Abstract

ABSTRACT Intensive Care Units (ICUs) became key end-of-life spaces during the Covid-19 pandemic in the UK. Many nurses were redeployed to ICU from other specialities, navigating changing roles, priorities, and risks. Limited resources including time, equipment, and staffing widened nurses’ responsibilities; the virus’ infectious nature restricted family visits, even at end of life. Emerging literature explores ICU deaths during Covid-19, but little focuses on nurses’ experiences, especially those redeployed.

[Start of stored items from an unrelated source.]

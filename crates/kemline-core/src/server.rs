//! Server loop: strictly sequential accept-and-handshake driver.
//!
//! The loop accepts one connection at a time, drives a single
//! [`HandshakeSession`](crate::session::HandshakeSession) to a terminal
//! state, closes the connection unconditionally, waits a fixed
//! inter-connection delay, and repeats. This is a stated capacity limit,
//! not an accident: there is no worker pool and no per-connection
//! concurrency, suitable only for a single expected client at a time.
//!
//! A session failure never crashes the loop; it is logged and the loop
//! continues accepting. The loop itself never terminates.

use std::io;
use std::time::Duration;

use kemline_proto::{hex, line};
use tokio::io::{AsyncRead, AsyncWrite, AsyncWriteExt};

use crate::env::Environment;
use crate::error::SessionError;
use crate::kem::{Kem, SharedSecret};
use crate::reader::read_line;
use crate::session::{HandshakeSession, SessionAction};
use crate::transport::Transport;

/// Bytes of the derived secret shown in the success log line.
const PREVIEW_BYTES: usize = 8;

/// Server loop configuration.
#[derive(Debug, Clone)]
pub struct ServerConfig {
    /// Timeout for reading the client's ciphertext line
    pub read_timeout: Duration,
    /// Fixed delay between connections (bounds minimum turnaround)
    pub accept_delay: Duration,
}

impl Default for ServerConfig {
    fn default() -> Self {
        Self {
            read_timeout: Duration::from_millis(10_000),
            accept_delay: Duration::from_millis(5_000),
        }
    }
}

/// Drives one handshake session over an accepted connection.
///
/// Executes the session's actions (writing the `PK:` line), reads the
/// peer's ciphertext line with the configured timeout and the protocol's
/// line-length cap, and returns the derived shared secret. The caller
/// closes the connection afterwards regardless of the outcome.
///
/// # Errors
///
/// Returns the session's abort reason; see
/// [`SessionError`] for the taxonomy. Errors are local to this connection.
pub async fn handle_connection<K, E, S, R>(
    send: &mut S,
    recv: &mut R,
    kem: &K,
    env: &E,
    config: &ServerConfig,
) -> Result<SharedSecret, SessionError>
where
    K: Kem,
    E: Environment,
    S: AsyncWrite + Unpin,
    R: AsyncRead + Unpin,
{
    let mut session = HandshakeSession::new();

    for action in session.start(kem, env)? {
        match action {
            SessionAction::SendLine(out) => {
                if let Err(e) = write_line(send, &out).await {
                    session.abort();
                    return Err(SessionError::Write(e.to_string()));
                }
            },
        }
    }

    let max_len = line::max_line_len(K::PK_LEN, K::CT_LEN);
    let peer_line = match read_line(recv, config.read_timeout, max_len).await {
        Ok(l) => l,
        Err(e) => {
            session.abort();
            return Err(e.into());
        },
    };

    session.handle_line(kem, &peer_line)
}

/// Runs the accept loop forever.
///
/// Strictly sequential: while one handshake is in progress no further
/// connection is accepted. Each connection is closed unconditionally when
/// its session reaches a terminal state, then the loop sleeps
/// `accept_delay` before accepting again. Accept failures are logged and
/// the loop continues after the same delay.
///
/// This function never returns; the `Result` in the signature only lets
/// the loop double as a simulation host closure.
pub async fn serve<T, K, E>(
    transport: &T,
    kem: &K,
    env: &E,
    config: &ServerConfig,
) -> io::Result<()>
where
    T: Transport,
    K: Kem,
    E: Environment,
{
    loop {
        let (mut send, mut recv) = match transport.accept().await {
            Ok(pair) => pair,
            Err(e) => {
                tracing::warn!(error = %e, "accept failed");
                env.sleep(config.accept_delay).await;
                continue;
            },
        };
        tracing::info!("client connected, starting handshake");

        match handle_connection(&mut send, &mut recv, kem, env, config).await {
            Ok(secret) => {
                tracing::info!(
                    shared_secret = %hex::preview(secret.as_bytes(), PREVIEW_BYTES),
                    "handshake complete"
                );
            },
            Err(e) => {
                tracing::warn!(error = %e, protocol_violation = e.is_protocol_violation(),
                    "handshake aborted");
            },
        }

        // Close unconditionally, success or abort
        drop(send);
        drop(recv);

        env.sleep(config.accept_delay).await;
    }
}

async fn write_line<S: AsyncWrite + Unpin>(send: &mut S, out: &str) -> io::Result<()> {
    send.write_all(out.as_bytes()).await?;
    send.write_all(b"\n").await?;
    send.flush().await
}
//! Production KEM handshake server.
//!
//! Binds a real TCP listener, runs the startup self-test, then drives the
//! sequential accept loop from `kemline-core` with the ML-KEM-768 backend,
//! the system clock, and OS entropy.

#![forbid(unsafe_code)]

mod system_env;
mod tcp_transport;

use std::net::SocketAddr;
use std::time::Duration;

use anyhow::{bail, Context, Result};
use clap::Parser;
use kemline_core::kem::MlKem768;
use kemline_core::selftest::{run_self_test, SelfTestReport};
use kemline_core::server::{serve, ServerConfig};
use tracing_subscriber::EnvFilter;

use crate::system_env::SystemEnv;
use crate::tcp_transport::TcpTransport;

/// Single-client KEM handshake server.
///
/// Serves one connection at a time: sends a fresh ML-KEM-768 public key,
/// waits for the client's ciphertext, derives the shared secret, and
/// closes. Intended for one expected client; there is no concurrency.
#[derive(Parser, Debug)]
#[command(name = "kemline-server", version)]
struct Args {
    /// Address to listen on
    #[arg(long, default_value = "0.0.0.0:5000")]
    listen: SocketAddr,

    /// Timeout for the client's ciphertext line, in milliseconds
    #[arg(long, default_value_t = 10_000)]
    read_timeout_ms: u64,

    /// Delay between connections, in milliseconds
    #[arg(long, default_value_t = 5_000)]
    accept_delay_ms: u64,

    /// Refuse to serve if the startup self-test fails
    #[arg(long)]
    halt_on_self_test_failure: bool,
}

#[tokio::main]
async fn main() -> Result<()> {
    tracing_subscriber::fmt()
        .with_env_filter(EnvFilter::try_from_default_env().unwrap_or_else(|_| "info".into()))
        .init();

    let args = Args::parse();
    let env = SystemEnv;

    // The ML-KEM working set is too large for an async task's stack
    let report = tokio::task::spawn_blocking(move || run_self_test(&MlKem768, &env))
        .await
        .context("self-test task panicked")?;

    match &report {
        SelfTestReport::Pass { public_key, ciphertext, shared_secret } => {
            tracing::info!(%public_key, %ciphertext, %shared_secret, "self-test passed");
        },
        SelfTestReport::Failed(failure) => {
            tracing::error!(%failure, "self-test failed");
            if args.halt_on_self_test_failure {
                bail!("startup self-test failed: {failure}");
            }
            tracing::warn!("serving despite self-test failure");
        },
    }

    let transport = TcpTransport::bind(args.listen)
        .await
        .with_context(|| format!("failed to bind {}", args.listen))?;
    tracing::info!(listen = %args.listen, "listening");

    let config = ServerConfig {
        read_timeout: Duration::from_millis(args.read_timeout_ms),
        accept_delay: Duration::from_millis(args.accept_delay_ms),
    };

    serve(&transport, &MlKem768, &env, &config)
        .await
        .context("server loop failed")
}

Here, we explore how redeployed nurses negotiated these competing demands on their emotional and physical resources, and undertook meaning-making, by integrating a framework of ‘sensemaking’ with theories of coping. Drawing on interviews with six nurses from two UK-based longitudinal qualitative studies we detail profound shifts that uniquely challenged nurses’ sense of identity, duty, and purpose. This included adopting untested caring protocols, de-prioritising ‘non-essential’ care, and establishing communication rituals with patients/families. Understanding how nurses negotiated and performed their roles when paradigms of care were dramatically destabilised is vital to supporting workforce recovery from burnout, moral injury, and moral distress. This research also provides important learning for the management of future emergency responses and extends knowledge of how lived experience maps onto theoretical knowledge.